Early this month, the United States Preventive Services Task Force recommended that men no longer receive a P.S.A. blood test to screen for prostate cancer because it doesn’t save men’s lives.
The recommendation set off a firestorm much the same way it did two years ago when the panel of private-sector experts in prevention and primary care recommended women in their 40s no longer get routine mammograms.
Local urologists disagree with the findings and said the new recommendation puts thousands of men in harm's way.
"These men will not be aware that they have prostate cancer until it's too late," said Dr. Mark Haber, managing partner with Georgia Urology. "Early detection is critical to the success of prostate cancer treatments."
While a subset of patients exists for whom prostate cancer is an indolent disease, the problem is differentiating these men from the tens of thousands for whom the disease can be fatal, said Dr. Thomas Emerson, managing physician of Urology Associates in Marietta.
Emerson credited the P.S. A. test, which measures tlevels of prostrate-specific antigen, a protein released by prostate cells, with a nearly 40 percent drop in prostate cancer mortality over the last two decades.
"This dramatic reduction in mortality during the P.S.A. era did not even garner a mention in the task force's report," he said.
So what's the best course of action?
To help you make up your mind, we asked Dr. Viraj Master, urologic oncologist at the Winship Cancer Institute and director of clinical research at Emory University’s Department of Urology, some questions on the issue.
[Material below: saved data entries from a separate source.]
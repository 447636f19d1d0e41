//! Port for one-way password hashing.

use super::define_port_error;

define_port_error! {
    /// Failures raised while hashing or checking a password.
    pub enum PasswordHashError {
        /// The hashing primitive failed.
        Hashing { message: String } => "password hashing failed: {message}",
        /// The stored hash could not be parsed.
        MalformedHash { message: String } => "stored password hash is malformed: {message}",
    }
}

/// Hashes new passwords and verifies candidates against stored hashes.
///
/// Hashing is CPU-bound, so the port is synchronous; callers decide whether
/// to move it off the async executor.
#[cfg_attr(test, mockall::automock)]
pub trait PasswordHasher: Send + Sync {
    /// Produce a self-describing hash of `password`.
    fn hash(&self, password: &str) -> Result<String, PasswordHashError>;

    /// Check `password` against a hash produced by [`PasswordHasher::hash`].
    fn verify(&self, password: &str, hash: &str) -> Result<bool, PasswordHashError>;
}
Q. In your experience with this cancer, is this test saving men's lives?
A. P.S.A. testing certainly can save men's lives. On the other hand P.S.A. testing can also potentially harm a man unless there is a thoughtful conversation about the need for treatment versus screening.
Q. How is the P.S.A. used?
A. This test is used by a lot of different physicians for a variety of purposes. For example urologists use it after patients have been treated for prostate cancer to determine whether there has been recurrence. On the other hand, an internist might use it as part of a battery of tests in screening a patient's health status.
Q. I understand that part of the problem with the test is it doesn't help distinguish between low and high risk. Is that right?
A. The P.S.A. test can rule in prostate cancer when the P.S.A. level is exceedingly high such as 50. However, most men don't present with prostate cancer in that fashion. Most men present with a P.S.A. somewhat less than 10, or even lower.
Q. Even if the test isn't perfect, how can it hurt?
A. It's where we act on information that the test may or may not be telling us, which can lead to the recommendation for a prostate biopsy. Then a prostate biopsy, if cancer is found, may lead to a patient being referred for active treatment. Both biopsy as well as active treatment has a number of side effects such as a biopsy producing infections or bleeding. Treatment itself can produce on occasion impotence, incontinence and a number of other side effects.
Q. So when should a men have a P.S.A. test?
A. That's the subject of active investigation and the data still remains to be further analyzed. The American Urological Association recommends men get a test at age 40 but if low, a retest can be deferred for a period of time. The American Cancer Society recommends a discussion about the pros and cons of screening at age 50 in most of the population or age 45 in African-American men or age 40 in patients with multiple family members with prostate cancer or deemed at high risk for prostate cancer.
Q. What are the pros and cons to having the test?
A. The pro is that a life-threatening cancer can be diagnosed in many cases. The con is most prostate cancers do not represent an urgent threat to a person's life but are often treated.
Q. I understand the evidence on which this recommendation is based was obtained from studies with participants who were overwhelmingly Caucasian. Should black and other minorities still be tested?
A. In the current era with the information we have, yes. The need is vital for African-American men and other men of color to participate in clinical trials to study this issue.